In fact, the odd thing about living in a town like Iowa City when your book is published is how commonplace it is. There's no point in getting a big head when you can see a Pulitizer Prize winner at the Hy-Vee on your average Saturday and your friends and classmates are all writing books as good, if not much, much better, than yours.
It is that--the camaraderie, the understanding between writers, the love of books and writing so rare in the world these days, the astonishing discourse that takes place between people with a common goal, if very different methods of achieving it--that keeps me here, and helps keep me going.
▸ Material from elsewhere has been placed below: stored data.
//! Curve fitting for smoothing layers.
//!
//! The smoothing stat talks to a [`CurveFitter`]; [`DefaultFitter`] provides
//! ordinary least squares, Huber-robust linear regression, loess through the
//! `lowess` crate and a penalized cubic regression spline. Fitting is done
//! in `f64` and reported in `f32`.

mod gam;
mod linear;
mod loess;

use std::fmt;
use std::str::FromStr;

use serde::{Deserialize, Serialize};

use crate::error::{Error, Result};

pub use gam::SplineFit;
pub use linear::LineFit;
pub use loess::LocalFit;

/// Smoothing method.
#[derive(Debug, Clone, Copy, PartialEq, Eq, Hash, Serialize, Deserialize)]
#[serde(rename_all = "snake_case")]
pub enum FitMethod {
    /// Local polynomial regression (loess).
    LocalRegression,
    /// Penalized regression spline (gam).
    GeneralizedAdditive,
    /// Ordinary least squares line (lm).
    Linear,
    /// Huber M-estimated line (rlm).
    RobustLinear,
}

impl FitMethod {
    /// Short name as used in layer parameters.
    #[must_use]
    pub fn name(self) -> &'static str {
        match self {
            FitMethod::LocalRegression => "loess",
            FitMethod::GeneralizedAdditive => "gam",
            FitMethod::Linear => "lm",
            FitMethod::RobustLinear => "rlm",
        }
    }

    /// Fewest observations the method can fit.
    #[must_use]
    pub fn min_observations(self) -> usize {
        match self {
            FitMethod::Linear => 2,
            FitMethod::RobustLinear | FitMethod::LocalRegression => 3,
            FitMethod::GeneralizedAdditive => 4,
        }
    }
}

impl fmt::Display for FitMethod {
    fn fmt(&self, f: &mut fmt::Formatter<'_>) -> fmt::Result {
        f.write_str(self.name())
    }
}

impl FromStr for FitMethod {
    type Err = Error;

    fn from_str(s: &str) -> Result<Self> {
        match s {
            "loess" | "lowess" => Ok(FitMethod::LocalRegression),
            "gam" => Ok(FitMethod::GeneralizedAdditive),
            "lm" | "linear" => Ok(FitMethod::Linear),
            "rlm" | "robust" => Ok(FitMethod::RobustLinear),
            other => Err(Error::UnknownName { kind: "method", name: other.to_string() }),
        }
    }
}

/// Tuning parameters passed to a fitter.
#[derive(Debug, Clone, Copy, PartialEq)]
pub struct FitParams {
    /// Fraction of points in each local regression window.
    pub span: f32,
}

impl Default for FitParams {
    fn default() -> Self {
        Self { span: 0.75 }
    }
}

/// Fitted value and its standard error at one point.
#[derive(Debug, Clone, Copy, PartialEq)]
pub struct Prediction {
    /// Fitted value.
    pub y: f32,
    /// Standard error of the fitted value.
    pub se: f32,
}

/// A fitted curve that can be evaluated anywhere in the data range.
pub trait FittedCurve: Send + Sync {
    /// Predict at `x`.
    fn predict(&self, x: f32) -> Prediction;
}

/// Fits a curve through `(xs, ys)`.
///
/// Implementations must be shareable across threads; the render pipeline
/// fits groups in parallel when the `parallel` feature is enabled.
pub trait CurveFitter: Send + Sync {
    /// Fit `method` to the data.
    ///
    /// # Errors
    ///
    /// Returns [`Error::InsufficientData`] when there are too few points.
    fn fit(&self, xs: &[f32], ys: &[f32], method: FitMethod, params: &FitParams) -> Result<Box<dyn FittedCurve>>;
}

/// Built-in fitter covering every [`FitMethod`].
#[derive(Debug, Clone, Copy, Default)]
pub struct DefaultFitter;

impl CurveFitter for DefaultFitter {
    fn fit(&self, xs: &[f32], ys: &[f32], method: FitMethod, params: &FitParams) -> Result<Box<dyn FittedCurve>> {
        let (x, y): (Vec<f64>, Vec<f64>) = xs
            .iter()
            .zip(ys)
            .filter(|(a, b)| a.is_finite() && b.is_finite())
            .map(|(&a, &b)| (f64::from(a), f64::from(b)))
            .unzip();

        if x.len() < method.min_observations() {
            return Err(Error::InsufficientData {
                stat: method.name().to_string(),
                group: String::new(),
                required: method.min_observations(),
                found: x.len(),
            });
        }

        let fitted: Box<dyn FittedCurve> = match method {
            FitMethod::Linear => Box::new(LineFit::ordinary(&x, &y)),
            FitMethod::RobustLinear => Box::new(LineFit::huber(&x, &y)),
            FitMethod::LocalRegression => {
                if !(params.span > 0.0) {
                    return Err(Error::InvalidParameter {
                        name: "span".into(),
                        reason: format!("must be positive, got {}", params.span),
                    });
                }
                Box::new(LocalFit::new(&x, &y, f64::from(params.span))?)
            }
            FitMethod::GeneralizedAdditive => Box::new(SplineFit::new(&x, &y)?),
        };
        Ok(fitted)
    }
}

/// Critical value of the standard normal for a two-sided confidence level.
#[must_use]
pub fn z_score(level: f32) -> f32 {
    let level = f64::from(level);
    if (level - 0.99).abs() < 1e-6 {
        2.576
    } else if (level - 0.95).abs() < 1e-6 {
        1.960
    } else if (level - 0.90).abs() < 1e-6 {
        1.645
    } else {
        inverse_normal_cdf((1.0 + level) / 2.0) as f32
    }
}

/// Acklam's rational approximation of the inverse standard normal CDF.
fn inverse_normal_cdf(p: f64) -> f64 {
    if p <= 0.0 || p >= 1.0 {
        return 0.0;
    }

    const A: [f64; 6] = [
        -3.969_683_028_665_376e1,
        2.209_460_984_245_205e2,
        -2.759_285_104_469_687e2,
        1.383_577_518_672_69e2,
        -3.066_479_806_614_716e1,
        2.506_628_277_459_239e0,
    ];
    const B: [f64; 5] = [
        -5.447_609_879_822_406e1,
        1.615_858_368_580_409e2,
        -1.556_989_798_598_866e2,
        6.680_131_188_771_972e1,
        -1.328_068_155_288_572e1,
    ];
    const C: [f64; 6] = [
        -7.784_894_002_430_293e-3,
        -3.223_964_580_411_365e-1,
        -2.400_758_277_161_838e0,
        -2.549_732_539_343_734e0,
        4.374_664_141_464_968e0,
        2.938_163_982_698_783e0,
    ];
    const D: [f64; 4] =
        [7.784_695_709_041_462e-3, 3.224_671_290_700_398e-1, 2.445_134_137_142_996e0, 3.754_408_661_907_416e0];
    const P_LOW: f64 = 0.02425;

    let tail = |q: f64| {
        let num = ((((C[0] * q + C[1]) * q + C[2]) * q + C[3]) * q + C[4]) * q + C[5];
        let den = (((D[0] * q + D[1]) * q + D[2]) * q + D[3]) * q + 1.0;
        num / den
    };

    if p < P_LOW {
        tail((-2.0 * p.ln()).sqrt())
    } else if p > 1.0 - P_LOW {
        -tail((-2.0 * (1.0 - p).ln()).sqrt())
    } else {
        let q = p - 0.5;
        let r = q * q;
        let num = (((((A[0] * r + A[1]) * r + A[2]) * r + A[3]) * r + A[4]) * r + A[5]) * q;
        let den = ((((B[0] * r + B[1]) * r + B[2]) * r + B[3]) * r + B[4]) * r + 1.0;
        num / den
    }
}

// ============================================================================
// Weighted least squares
// ============================================================================

/// Weighted sums for a straight-line fit.
#[derive(Debug, Clone, Copy, Default)]
struct WlsSums {
    w: f64,
    wx: f64,
    wy: f64,
    wxx: f64,
    wxy: f64,
}

impl WlsSums {
    fn accumulate(x: &[f64], y: &[f64], weights: impl Iterator<Item = f64>) -> Self {
        let mut s = Self::default();
        for ((&xi, &yi), w) in x.iter().zip(y).zip(weights) {
            let wx = w * xi;
            s.w += w;
            s.wx += wx;
            s.wy += w * yi;
            s.wxx += wx * xi;
            s.wxy += wx * yi;
        }
        s
    }

    /// `(slope, intercept, x_mean, sxx)`; a flat line when x has no spread.
    fn solve(&self) -> Option<(f64, f64, f64, f64)> {
        if self.w <= 0.0 {
            return None;
        }
        let x_mean = self.wx / self.w;
        let y_mean = self.wy / self.w;
        let sxx = self.wxx - self.wx * self.wx / self.w;
        if sxx <= 1e-12 * self.w.max(1.0) {
            return Some((0.0, y_mean, x_mean, 0.0));
        }
        let slope = (self.wxy - self.wx * self.wy / self.w) / sxx;
        Some((slope, y_mean - slope * x_mean, x_mean, sxx))
    }
}

/// Median of a slice (sorted copy).
fn median(values: &[f64]) -> f64 {
    if values.is_empty() {
        return 0.0;
    }
    let mut sorted = values.to_vec();
    sorted.sort_by(f64::total_cmp);
    let mid = sorted.len() / 2;
    if sorted.len() % 2 == 0 {
        (sorted[mid - 1] + sorted[mid]) / 2.0
    } else {
        sorted[mid]
    }
}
I loved living in New York--it has a kind of pulse nearly impossible to find anywhere else--but the thought that someday I may need to leave Iowa makes me unbearably sad, becauses there is a real community of writers here, no matter what you think of MFA programs or Iowa in particular. It's that community that makes a day like today feel both mundane and worthwhile.
see, now, i thought prairie lights hadn't gotten it in yet, because when i went to look for it, it wasn't there. apparently that just means that pl sold out of it on the first day. nice work.
Posted by: michelle | April 05, 2006 at 12:40 AM
I feel the same way about Wisconsin....would be awfully sad to leave it at any point. I'm also sure that seeing the book after so long and so much anticipation would not be so exciting anymore. Hope that it's a good sign for you that they only had 4 copies left! I hope to get my copy soon! Great job!
Posted by: Brenda | April 07, 2006 at 05:35 PM
That must be it, Brenda, the anticipation has just been so great.
I also stopped in Barnes and Noble last night and there was one copy left in the Fiction ghetto. I think I shouldn't go into bookstores for a while. Except there are half a dozen amazing writers coming to town in the next few weeks, so what's a girl to do?